*** Opening of DATA LISTING ***

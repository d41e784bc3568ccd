use serde::{Deserialize, Serialize};
use std::fs;
use std::path::Path;

use crate::control_system::phase_program::PhaseSpec;
use crate::error::ConfigError;

/// A road segment between two nodes.
#[derive(Debug, Clone, Serialize, Deserialize)]
pub struct EdgeSpec {
    pub id: String,
    pub from: String,
    pub to: String,
    #[serde(default = "default_lanes")]
    pub lanes: usize,
    /// Length in meters.
    pub length: f64,
    /// Speed limit in m/s.
    pub speed: f64,
}

fn default_lanes() -> usize {
    1
}

#[derive(Debug, Clone, Serialize, Deserialize)]
pub struct TrafficLightSpec {
    pub id: String,
    pub controlled_lanes: Vec<String>,
    pub program: Vec<PhaseSpec>,
}

/// Vehicles entering at `from` heading for `to`, one with `probability`
/// per step between `begin` and `end`.
#[derive(Debug, Clone, Serialize, Deserialize)]
pub struct FlowSpec {
    pub id: String,
    pub from: String,
    pub to: String,
    pub probability: f64,
    #[serde(default)]
    pub begin: f64,
    pub end: f64,
}

#[derive(Debug, Clone, Serialize, Deserialize)]
pub struct Scenario {
    pub end_time: f64,
    #[serde(default)]
    pub seed: u64,
    pub edges: Vec<EdgeSpec>,
    #[serde(default)]
    pub traffic_lights: Vec<TrafficLightSpec>,
    #[serde(default)]
    pub flows: Vec<FlowSpec>,
}

impl Scenario {
    pub fn load(path: &Path) -> Result<Self, ConfigError> {
        let text = fs::read_to_string(path).map_err(|source| ConfigError::Io {
            path: path.display().to_string(),
            source,
        })?;
        serde_json::from_str(&text).map_err(|source| ConfigError::Parse {
            path: path.display().to_string(),
            source,
        })
    }
}
use adaptive_signals::config::{ExperimentConfig, PolicyKind};
use adaptive_signals::engine::run_experiment;
use adaptive_signals::monitoring::report::generate_report;
use adaptive_signals::monitoring::{CsvSink, MemorySink};
use adaptive_signals::simulation_engine::GridWorld;
use std::path::{Path, PathBuf};

fn demo(file: &str) -> PathBuf {
    Path::new(env!("CARGO_MANIFEST_DIR")).join("demos").join(file)
}

fn demo_config() -> ExperimentConfig {
    let mut config = ExperimentConfig::load(&demo("config.json")).unwrap();
    config.scenario = demo("scenario.json");
    config.baseline_phases = Some(demo("baseline_phases.json"));
    config.max_steps = 300;
    config
}

#[test]
fn demo_config_parses() {
    let config = demo_config();
    assert_eq!(config.policy, PolicyKind::Threshold);
    assert_eq!(config.injector.edge.as_deref(), Some("j_k"));
    assert_eq!(config.timing.min_red, ExperimentConfig::default().timing.min_red);
}

#[test]
fn adaptive_run_writes_every_record_kind() {
    let mut config = demo_config();
    config.injector.probability = 1.0;
    let dir = std::env::temp_dir().join(format!("adaptive_signals_run_{}", std::process::id()));
    let _ = std::fs::remove_dir_all(&dir);

    let mut world = GridWorld::load(&config.scenario).unwrap();
    let mut sink = CsvSink::new(&dir).unwrap();
    let summary = run_experiment(&mut world, &config, &mut sink).unwrap();

    assert_eq!(summary.steps, 300);
    assert_eq!(summary.intersections, 2);
    assert!(summary.skipped.is_empty());
    assert!(summary.vehicles_entered > 0);
    assert!(summary.incidents >= 1);

    let report = generate_report(&dir).unwrap();
    assert!(report.queue_records > 0);
    assert_eq!(report.speed_records, 300 * 9);
    assert!(report.incidents >= 1);
    assert_eq!(report.performance_records, 2);
    assert!(dir.join("metrics_summary.txt").exists());
    let _ = std::fs::remove_dir_all(&dir);
}

#[test]
fn fixed_policy_never_retimes() {
    let mut fixed = demo_config();
    fixed.policy = PolicyKind::Fixed;
    fixed.injector.enabled = false;
    let mut adaptive = demo_config();
    adaptive.injector.enabled = false;

    let mut fixed_sink = MemorySink::default();
    let mut world = GridWorld::load(&fixed.scenario).unwrap();
    let fixed_summary = run_experiment(&mut world, &fixed, &mut fixed_sink).unwrap();

    let mut adaptive_sink = MemorySink::default();
    let mut world = GridWorld::load(&adaptive.scenario).unwrap();
    let adaptive_summary = run_experiment(&mut world, &adaptive, &mut adaptive_sink).unwrap();

    assert_eq!(fixed_summary.light_adjustments, 0);
    assert!(fixed_sink.light_adjustments.is_empty());
    assert_eq!(fixed_summary.steps, adaptive_summary.steps);
    assert!(fixed_summary.vehicles_entered > 0);
    assert!(adaptive_summary.vehicles_entered > 0);
}

#[test]
fn missing_scenario_is_a_connection_failure() {
    assert!(GridWorld::load(&demo("no_such_scenario.json")).is_err());
}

*** Close of DATA LISTING ***

YOUR TASK:
The complete listing, transcribed exactly, is the expected answer.

RESPONSE TO THE EXERCISE:
repository d41e784bc3568ccd
use serde::{Deserialize, Serialize};
use std::fs;
use std::path::Path;

use crate::control_system::phase_program::PhaseSpec;
use crate::error::ConfigError;

/// A road segment between two nodes.
#[derive(Debug, Clone, Serialize, Deserialize)]
pub struct EdgeSpec {
    pub id: String,
    pub from: String,
    pub to: String,
    #[serde(default = "default_lanes")]
    pub lanes: usize,
    /// Length in meters.
    pub length: f64,
    /// Speed limit in m/s.
    pub speed: f64,
}

fn default_lanes() -> usize {
    1
}

#[derive(Debug, Clone, Serialize, Deserialize)]
pub struct TrafficLightSpec {
    pub id: String,
    pub controlled_lanes: Vec<String>,
    pub program: Vec<PhaseSpec>,
}

/// Vehicles entering at `from` heading for `to`, one with `probability`
/// per step between `begin` and `end`.
#[derive(Debug, Clone, Serialize, Deserialize)]
pub struct FlowSpec {
    pub id: String,
    pub from: String,
    pub to: String,
    pub probability: f64,
    #[serde(default)]
    pub begin: f64,
    pub end: f64,
}

#[derive(Debug, Clone, Serialize, Deserialize)]
pub struct Scenario {
    pub end_time: f64,
    #[serde(default)]
    pub seed: u64,
    pub edges: Vec<EdgeSpec>,
    #[serde(default)]
    pub traffic_lights: Vec<TrafficLightSpec>,
    #[serde(default)]
    pub flows: Vec<FlowSpec>,
}

impl Scenario {
    pub fn load(path: &Path) -> Result<Self, ConfigError> {
        let text = fs::read_to_string(path).map_err(|source| ConfigError::Io {
            path: path.display().to_string(),
            source,
        })?;
        serde_json::from_str(&text).map_err(|source| ConfigError::Parse {
            path: path.display().to_string(),
            source,
        })
    }
}
use adaptive_signals::config::{ExperimentConfig, PolicyKind};
use adaptive_signals::engine::run_experiment;
use adaptive_signals::monitoring::report::generate_report;
use adaptive_signals::monitoring::{CsvSink, MemorySink};
use adaptive_signals::simulation_engine::GridWorld;
use std::path::{Path, PathBuf};

fn demo(file: &str) -> PathBuf {
    Path::new(env!("CARGO_MANIFEST_DIR")).join("demos").join(file)
}

fn demo_config() -> ExperimentConfig {
    let mut config = ExperimentConfig::load(&demo("config.json")).unwrap();
    config.scenario = demo("scenario.json");
    config.baseline_phases = Some(demo("baseline_phases.json"));
    config.max_steps = 300;
    config
}

#[test]
fn demo_config_parses() {
    let config = demo_config();
    assert_eq!(config.policy, PolicyKind::Threshold);
    assert_eq!(config.injector.edge.as_deref(), Some("j_k"));
    assert_eq!(config.timing.min_red, ExperimentConfig::default().timing.min_red);
}

#[test]
fn adaptive_run_writes_every_record_kind() {
    let mut config = demo_config();
    config.injector.probability = 1.0;
    let dir = std::env::temp_dir().join(format!("adaptive_signals_run_{}", std::process::id()));
    let _ = std::fs::remove_dir_all(&dir);

    let mut world = GridWorld::load(&config.scenario).unwrap();
    let mut sink = CsvSink::new(&dir).unwrap();
    let summary = run_experiment(&mut world, &config, &mut sink).unwrap();

    assert_eq!(summary.steps, 300);
    assert_eq!(summary.intersections, 2);
    assert!(summary.skipped.is_empty());
    assert!(summary.vehicles_entered > 0);
    assert!(summary.incidents >= 1);

    let report = generate_report(&dir).unwrap();
    assert!(report.queue_records > 0);
    assert_eq!(report.speed_records, 300 * 9);
    assert!(report.incidents >= 1);
    assert_eq!(report.performance_records, 2);
    assert!(dir.join("metrics_summary.txt").exists());
    let _ = std::fs::remove_dir_all(&dir);
}

#[test]
fn fixed_policy_never_retimes() {
    let mut fixed = demo_config();
    fixed.policy = PolicyKind::Fixed;
    fixed.injector.enabled = false;
    let mut adaptive = demo_config();
    adaptive.injector.enabled = false;

    let mut fixed_sink = MemorySink::default();
    let mut world = GridWorld::load(&fixed.scenario).unwrap();
    let fixed_summary = run_experiment(&mut world, &fixed, &mut fixed_sink).unwrap();

    let mut adaptive_sink = MemorySink::default();
    let mut world = GridWorld::load(&adaptive.scenario).unwrap();
    let adaptive_summary = run_experiment(&mut world, &adaptive, &mut adaptive_sink).unwrap();

    assert_eq!(fixed_summary.light_adjustments, 0);
    assert!(fixed_sink.light_adjustments.is_empty());
    assert_eq!(fixed_summary.steps, adaptive_summary.steps);
    assert!(fixed_summary.vehicles_entered > 0);
    assert!(adaptive_summary.vehicles_entered > 0);
}

#[test]
fn missing_scenario_is_a_connection_failure() {
    assert!(GridWorld::load(&demo("no_such_scenario.json")).is_err());
}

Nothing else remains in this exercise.